═════ Information given
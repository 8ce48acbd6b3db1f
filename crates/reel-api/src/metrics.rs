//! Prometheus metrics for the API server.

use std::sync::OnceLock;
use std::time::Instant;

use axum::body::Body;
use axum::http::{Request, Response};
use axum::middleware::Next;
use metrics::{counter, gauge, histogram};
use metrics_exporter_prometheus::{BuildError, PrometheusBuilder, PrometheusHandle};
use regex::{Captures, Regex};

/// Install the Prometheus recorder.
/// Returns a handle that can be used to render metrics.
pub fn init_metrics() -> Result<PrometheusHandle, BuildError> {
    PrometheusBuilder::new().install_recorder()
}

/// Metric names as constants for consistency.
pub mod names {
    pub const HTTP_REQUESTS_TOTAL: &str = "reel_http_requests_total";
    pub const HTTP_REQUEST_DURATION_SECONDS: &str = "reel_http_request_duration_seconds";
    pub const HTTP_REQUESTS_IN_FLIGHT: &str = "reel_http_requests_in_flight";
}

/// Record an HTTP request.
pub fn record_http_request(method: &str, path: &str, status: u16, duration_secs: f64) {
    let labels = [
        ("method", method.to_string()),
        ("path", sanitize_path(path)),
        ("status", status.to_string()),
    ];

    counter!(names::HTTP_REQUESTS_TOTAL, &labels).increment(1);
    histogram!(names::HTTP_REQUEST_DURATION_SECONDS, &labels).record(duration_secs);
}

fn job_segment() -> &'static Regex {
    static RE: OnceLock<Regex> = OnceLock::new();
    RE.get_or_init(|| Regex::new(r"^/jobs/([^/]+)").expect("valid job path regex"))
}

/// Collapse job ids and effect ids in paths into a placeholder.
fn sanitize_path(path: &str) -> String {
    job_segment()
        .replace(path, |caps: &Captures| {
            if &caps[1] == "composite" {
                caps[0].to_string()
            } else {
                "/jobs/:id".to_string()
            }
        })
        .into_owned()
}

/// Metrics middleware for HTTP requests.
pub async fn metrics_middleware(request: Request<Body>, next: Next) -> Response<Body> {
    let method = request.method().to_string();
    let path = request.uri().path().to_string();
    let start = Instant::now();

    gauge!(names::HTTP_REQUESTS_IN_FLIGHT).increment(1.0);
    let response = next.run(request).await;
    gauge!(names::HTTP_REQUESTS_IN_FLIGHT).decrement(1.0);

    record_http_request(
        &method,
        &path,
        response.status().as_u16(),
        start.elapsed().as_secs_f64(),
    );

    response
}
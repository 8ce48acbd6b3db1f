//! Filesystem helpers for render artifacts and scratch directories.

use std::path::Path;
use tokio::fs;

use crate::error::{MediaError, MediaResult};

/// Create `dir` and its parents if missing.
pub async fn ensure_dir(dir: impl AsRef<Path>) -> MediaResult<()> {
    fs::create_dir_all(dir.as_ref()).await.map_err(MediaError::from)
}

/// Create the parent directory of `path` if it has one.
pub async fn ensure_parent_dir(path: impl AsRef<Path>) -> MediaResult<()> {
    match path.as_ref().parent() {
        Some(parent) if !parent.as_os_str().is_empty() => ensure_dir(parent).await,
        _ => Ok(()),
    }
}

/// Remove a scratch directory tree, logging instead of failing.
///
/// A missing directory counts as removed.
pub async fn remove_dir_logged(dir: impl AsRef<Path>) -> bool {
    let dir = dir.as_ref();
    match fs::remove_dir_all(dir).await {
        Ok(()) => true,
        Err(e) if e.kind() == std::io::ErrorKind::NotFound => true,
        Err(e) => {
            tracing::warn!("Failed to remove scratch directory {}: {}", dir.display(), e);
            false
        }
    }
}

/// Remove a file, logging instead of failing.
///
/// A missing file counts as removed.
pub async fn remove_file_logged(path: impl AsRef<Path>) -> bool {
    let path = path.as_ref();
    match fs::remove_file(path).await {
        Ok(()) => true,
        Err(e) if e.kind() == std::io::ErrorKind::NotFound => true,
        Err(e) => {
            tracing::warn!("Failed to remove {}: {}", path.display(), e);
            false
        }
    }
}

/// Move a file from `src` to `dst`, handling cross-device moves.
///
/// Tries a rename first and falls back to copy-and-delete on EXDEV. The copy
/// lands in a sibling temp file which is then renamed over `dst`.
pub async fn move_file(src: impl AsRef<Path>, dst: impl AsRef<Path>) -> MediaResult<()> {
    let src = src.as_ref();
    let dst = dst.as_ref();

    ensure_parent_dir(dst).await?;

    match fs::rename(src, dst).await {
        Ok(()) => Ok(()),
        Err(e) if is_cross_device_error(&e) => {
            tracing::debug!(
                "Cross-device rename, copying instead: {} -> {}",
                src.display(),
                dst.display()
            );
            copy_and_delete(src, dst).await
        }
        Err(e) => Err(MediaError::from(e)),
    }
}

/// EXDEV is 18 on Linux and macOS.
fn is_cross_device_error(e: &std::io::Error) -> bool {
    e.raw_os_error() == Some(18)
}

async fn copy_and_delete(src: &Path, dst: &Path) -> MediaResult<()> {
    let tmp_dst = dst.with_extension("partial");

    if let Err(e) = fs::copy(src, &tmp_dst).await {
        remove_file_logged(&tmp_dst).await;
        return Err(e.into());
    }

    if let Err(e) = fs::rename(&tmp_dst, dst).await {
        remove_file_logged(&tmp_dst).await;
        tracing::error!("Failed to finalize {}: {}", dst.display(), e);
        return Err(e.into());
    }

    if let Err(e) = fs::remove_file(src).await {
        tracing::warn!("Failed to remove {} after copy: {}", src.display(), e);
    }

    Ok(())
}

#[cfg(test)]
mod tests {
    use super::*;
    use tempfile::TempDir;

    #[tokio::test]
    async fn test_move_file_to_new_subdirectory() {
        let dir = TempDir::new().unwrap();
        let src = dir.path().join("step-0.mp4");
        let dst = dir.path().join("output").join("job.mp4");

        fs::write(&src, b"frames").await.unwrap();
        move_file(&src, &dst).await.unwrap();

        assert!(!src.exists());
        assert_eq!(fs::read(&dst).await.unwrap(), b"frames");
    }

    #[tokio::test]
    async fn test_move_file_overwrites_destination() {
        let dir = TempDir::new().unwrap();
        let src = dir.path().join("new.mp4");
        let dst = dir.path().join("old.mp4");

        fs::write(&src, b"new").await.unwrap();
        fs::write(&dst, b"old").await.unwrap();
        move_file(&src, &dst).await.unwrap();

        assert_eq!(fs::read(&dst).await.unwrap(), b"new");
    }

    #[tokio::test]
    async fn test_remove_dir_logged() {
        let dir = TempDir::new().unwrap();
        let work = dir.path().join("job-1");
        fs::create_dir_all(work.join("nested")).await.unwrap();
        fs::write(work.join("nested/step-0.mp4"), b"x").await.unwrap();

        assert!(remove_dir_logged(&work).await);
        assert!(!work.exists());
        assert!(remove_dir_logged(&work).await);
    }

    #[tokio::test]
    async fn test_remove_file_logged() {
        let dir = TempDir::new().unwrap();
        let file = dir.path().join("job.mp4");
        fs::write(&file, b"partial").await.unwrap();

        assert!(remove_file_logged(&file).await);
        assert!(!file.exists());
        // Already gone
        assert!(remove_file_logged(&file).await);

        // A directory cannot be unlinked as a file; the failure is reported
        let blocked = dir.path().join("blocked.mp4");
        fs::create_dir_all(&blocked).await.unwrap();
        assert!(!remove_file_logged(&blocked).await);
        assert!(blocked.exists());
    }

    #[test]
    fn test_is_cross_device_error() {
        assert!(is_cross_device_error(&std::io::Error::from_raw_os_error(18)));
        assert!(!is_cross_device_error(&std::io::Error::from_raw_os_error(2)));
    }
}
══════════
All that is needed is the opening run of the data, given again exactly: please include every line from the first through the line with "use axum::middleware::Next;", both ends kept.

*Your solution:*
repository 8ce48acbd6b3db1f
filename crates/reel-api/src/metrics.rs
//! Prometheus metrics for the API server.

use std::sync::OnceLock;
use std::time::Instant;

use axum::body::Body;
use axum::http::{Request, Response};
use axum::middleware::Next;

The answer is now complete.